Tagli a sangue la spesa pubblica, imponi tasse folli, elimini la moneta sovrana. E ottieni, esattamente, la Grecia: dove, si apprende, un cittadino su due sopravvive, lottando contro la fame, solo grazie alla piccola pensione percepita da un membro della famiglia. E’ la fotografia perfetta del rigore “germanico” imposto all’Europa con la moneta unica, che impedisce allo Stato di proteggere la comunità nazionale e promuovere investimenti vitali per il lavoro. Gli ultimi dati su Atene sono spaventatosi. Li pubblica “Keep Talking Greece”, in un aggiornamento sulla situazione finanziaria dei nuclei familiari in Grecia. «Quasi la metà delle famiglie vive della sola pensione di un familiare, i tre quarti hanno subìto un peggioramento delle proprie condizioni economiche, e quasi altrettanti si aspettano ulteriori peggioramenti nell’anno in corso, a testimonianza di un paese che ha perso ogni speranza nel futuro», scrive “Voci dall’Estero”, che ha tradotto il report statistico, secondo cui, appunto, «la metà dei nuclei familiari in Grecia dichiara che l’unica fonte di reddito di cui dispone è la pensione di un membro della famiglia».

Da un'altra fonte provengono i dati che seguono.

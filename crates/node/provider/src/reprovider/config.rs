//! Reprovider configuration.

use serde::{Deserialize, Serialize};
use std::time::Duration;
use thiserror::Error;

/// Default deadline for a single announcement.
pub const DEFAULT_PROVIDE_TIMEOUT: Duration = Duration::from_secs(60);

/// Default period between sweeps.
pub const DEFAULT_REPROVIDE_INTERVAL: Duration = Duration::from_secs(2 * 60 * 60);

/// Default freshness granted by a successful announcement.
pub const DEFAULT_PROVIDE_TTL: Duration = Duration::from_secs(6 * 60 * 60);

/// Default number of announce workers.
pub const DEFAULT_WORKER_COUNT: usize = 16;

/// Default number of announce attempts per identifier and sweep.
pub const DEFAULT_MAX_ATTEMPTS: usize = 3;

/// Errors raised while loading or validating a [`ReproviderConfig`].
#[derive(Debug, Error)]
pub enum ConfigError {
    /// The TOML document could not be parsed.
    #[error("Invalid reprovider config: {0}")]
    Parse(#[from] toml::de::Error),

    /// A duration that must be positive is zero.
    #[error("`{0}` must be greater than zero")]
    ZeroDuration(&'static str),

    /// A count that must be positive is zero.
    #[error("`{0}` must be at least 1")]
    ZeroCount(&'static str),

    /// Announcements would lapse before the next sweep renews them.
    #[error("`provide_ttl` ({ttl:?}) is shorter than `reprovide_interval` ({interval:?})")]
    TtlShorterThanInterval {
        /// The configured freshness window.
        ttl: Duration,
        /// The configured sweep period.
        interval: Duration,
    },

    /// The retry delay bounds are inverted.
    #[error("`retry_min_delay` ({min:?}) exceeds `retry_max_delay` ({max:?})")]
    InvertedRetryDelays {
        /// The configured lower bound.
        min: Duration,
        /// The configured upper bound.
        max: Duration,
    },

    /// A component required to build the reprovider was not supplied.
    #[error("Missing required component: {0}")]
    Missing(&'static str),
}

/// Configuration of a [`Reprovider`](crate::Reprovider).
///
/// Durations are written as whole seconds in TOML. Missing fields take their defaults.
#[derive(Debug, Clone, PartialEq, Eq, Serialize, Deserialize)]
#[serde(default, deny_unknown_fields)]
pub struct ReproviderConfig {
    /// Deadline for a single announcement attempt.
    #[serde(with = "secs")]
    pub provide_timeout: Duration,
    /// Period between sweeps.
    #[serde(with = "secs")]
    pub reprovide_interval: Duration,
    /// Freshness granted by a successful announcement. Must be at least `reprovide_interval`.
    #[serde(with = "secs")]
    pub provide_ttl: Duration,
    /// Number of announce workers.
    pub worker_count: usize,
    /// Announce attempts per identifier and sweep.
    pub max_attempts: usize,
    /// Lower bound of the jittered exponential backoff between attempts.
    #[serde(with = "secs")]
    pub retry_min_delay: Duration,
    /// Upper bound of the backoff between attempts.
    #[serde(with = "secs")]
    pub retry_max_delay: Duration,
    /// Capacity of the queue between the sweep and the workers.
    pub queue_capacity: usize,
    /// Whether announcements push provider records to the closest peers right away.
    pub broadcast: bool,
}

impl Default for ReproviderConfig {
    fn default() -> Self {
        Self {
            provide_timeout: DEFAULT_PROVIDE_TIMEOUT,
            reprovide_interval: DEFAULT_REPROVIDE_INTERVAL,
            provide_ttl: DEFAULT_PROVIDE_TTL,
            worker_count: DEFAULT_WORKER_COUNT,
            max_attempts: DEFAULT_MAX_ATTEMPTS,
            retry_min_delay: Duration::from_secs(1),
            retry_max_delay: Duration::from_secs(30),
            queue_capacity: 1024,
            broadcast: true,
        }
    }
}

impl ReproviderConfig {
    /// Parses and validates a TOML document.
    pub fn from_toml_str(document: &str) -> Result<Self, ConfigError> {
        let config: Self = toml::from_str(document)?;
        config.validate()?;
        Ok(config)
    }

    /// Checks the invariants between fields.
    pub fn validate(&self) -> Result<(), ConfigError> {
        if self.provide_timeout.is_zero() {
            return Err(ConfigError::ZeroDuration("provide_timeout"));
        }
        if self.reprovide_interval.is_zero() {
            return Err(ConfigError::ZeroDuration("reprovide_interval"));
        }
        if self.provide_ttl < self.reprovide_interval {
            return Err(ConfigError::TtlShorterThanInterval {
                ttl: self.provide_ttl,
                interval: self.reprovide_interval,
            });
        }
        if self.worker_count == 0 {
            return Err(ConfigError::ZeroCount("worker_count"));
        }
        if self.max_attempts == 0 {
            return Err(ConfigError::ZeroCount("max_attempts"));
        }
        if self.queue_capacity == 0 {
            return Err(ConfigError::ZeroCount("queue_capacity"));
        }
        if self.retry_min_delay > self.retry_max_delay {
            return Err(ConfigError::InvertedRetryDelays {
                min: self.retry_min_delay,
                max: self.retry_max_delay,
            });
        }
        Ok(())
    }
}

/// (De)serializes a [`Duration`] as whole seconds.
mod secs {
    use serde::{Deserialize, Deserializer, Serializer};
    use std::time::Duration;

    pub(super) fn serialize<S: Serializer>(
        duration: &Duration,
        serializer: S,
    ) -> Result<S::Ok, S::Error> {
        serializer.serialize_u64(duration.as_secs())
    }

    pub(super) fn deserialize<'de, D: Deserializer<'de>>(
        deserializer: D,
    ) -> Result<Duration, D::Error> {
        u64::deserialize(deserializer).map(Duration::from_secs)
    }
}

#[cfg(test)]
mod tests {
    use super::*;

    #[test]
    fn test_defaults_are_valid() {
        let config = ReproviderConfig::default();
        config.validate().expect("defaults should validate");
        assert_eq!(config.provide_timeout, Duration::from_secs(60));
        assert_eq!(config.reprovide_interval, Duration::from_secs(7200));
        assert_eq!(config.provide_ttl, Duration::from_secs(21600));
        assert_eq!(config.worker_count, 16);
        assert_eq!(config.max_attempts, 3);
    }

    #[test]
    fn test_partial_document_keeps_defaults() {
        let config = ReproviderConfig::from_toml_str(
            r#"
            worker_count = 4
            provide_timeout = 15
            broadcast = false
            "#,
        )
        .unwrap();

        assert_eq!(config.worker_count, 4);
        assert_eq!(config.provide_timeout, Duration::from_secs(15));
        assert!(!config.broadcast);
        assert_eq!(config.provide_ttl, DEFAULT_PROVIDE_TTL);
    }

    #[test]
    fn test_ttl_must_cover_the_interval() {
        let err = ReproviderConfig::from_toml_str("reprovide_interval = 600\nprovide_ttl = 300")
            .unwrap_err();
        assert!(matches!(err, ConfigError::TtlShorterThanInterval { .. }));
    }

    #[test]
    fn test_rejects_zero_workers_and_unknown_fields() {
        assert!(matches!(
            ReproviderConfig::from_toml_str("worker_count = 0"),
            Err(ConfigError::ZeroCount("worker_count"))
        ));
        assert!(matches!(
            ReproviderConfig::from_toml_str("workers = 3"),
            Err(ConfigError::Parse(_))
        ));
    }

    #[test]
    fn test_rejects_inverted_retry_delays() {
        let config = ReproviderConfig {
            retry_min_delay: Duration::from_secs(10),
            retry_max_delay: Duration::from_secs(1),
            ..Default::default()
        };
        assert!(matches!(config.validate(), Err(ConfigError::InvertedRetryDelays { .. })));
    }
}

Secondo il sondaggio, condotto a novembre 2016 dall’associazione piccole imprese (Ime Gsevee) su un campione di mille nuclei familiari distribuiti in tutto il paese, il 49,2% delle famiglie non ha alcuna altra fonte di reddito, a parte la (piccola) Atene, anzianipensione di un familiare. I greci sono letteralmente allo stremo: tre su quattro hanno «subìto un declino significativo del proprio reddito nel corso dell’anno 2016». Dati impietosi: il 37,1 % dei nuclei familiari dice di vivere con meno 10.000 euro all’anno; il 37,9 % campa del proprio magro salario, e il 9 % dipende principalmente dai redditi provenienti da attività commerciali. Attenzione: un nucleo familiare su tre ha almeno un componente della famiglia disoccupato, ciò significa una stima di 1,1 milioni di famiglie. E i disoccupati di lungo periodo contano per il il 73,3 % di tutti i senza lavoro. Se il lavoro c’è, è poca cosa: il 22,4 % dei nuclei familiari ha un componente occupato della famiglia che guadagna meno del salario mensile minimo, pari a 586 euro lordi. Intanto, in una famiglia ogni dieci, un parente ha già lasciato il paese. E il futuro è nero: il 73,5 % degli intervistati si aspetta un peggioramento ulteriore della propria situazione finanziaria, fra tasse arretrate che non potrà pagare e mutui bancari troppo salati.
Il report suggerisce che «La crisi finanziaria di lungo periodo, la cui vittima principale è la classe media, non sta portando solo a un ulteriore declino dei redditi e a un ampliamento delle disuguaglianze, ma minaccia apertamente la coesione sociale». In compenso i conti pubblici sarebbero in via di risanamento? Certo, come nel vecchio adagio “l’operazione è riuscita, ma il paziente è morto”. «La cosiddetta terapia, che consiste nel continuo aumento delle tasse, dirette e indirette, può anche portare a un avanzo fiscale primario, ma questo – sintetizzano gli autori del report – non si riflette in alcun beneficio per i contribuenti in termini di qualche forma di servizio pubblico, e anzi al tempo stesso viene ridotta la spesa per la sanità e l’istruzione». Questo è l’orrore su cui si specchia, in Grecia, l’Europa delle élite oggi affidata all’ordoliberismo della Merkel: strangolato lo Stato, a sua volta costretto a strangolare i cittadini (più tasse, meno servizi vitali), l’imposizione dell’euro si manifesta per quello che è: un’operazione senza anestesia, inflitta a un’Europa senza futuro. Pagano tutti, a cominciare dai più deboli.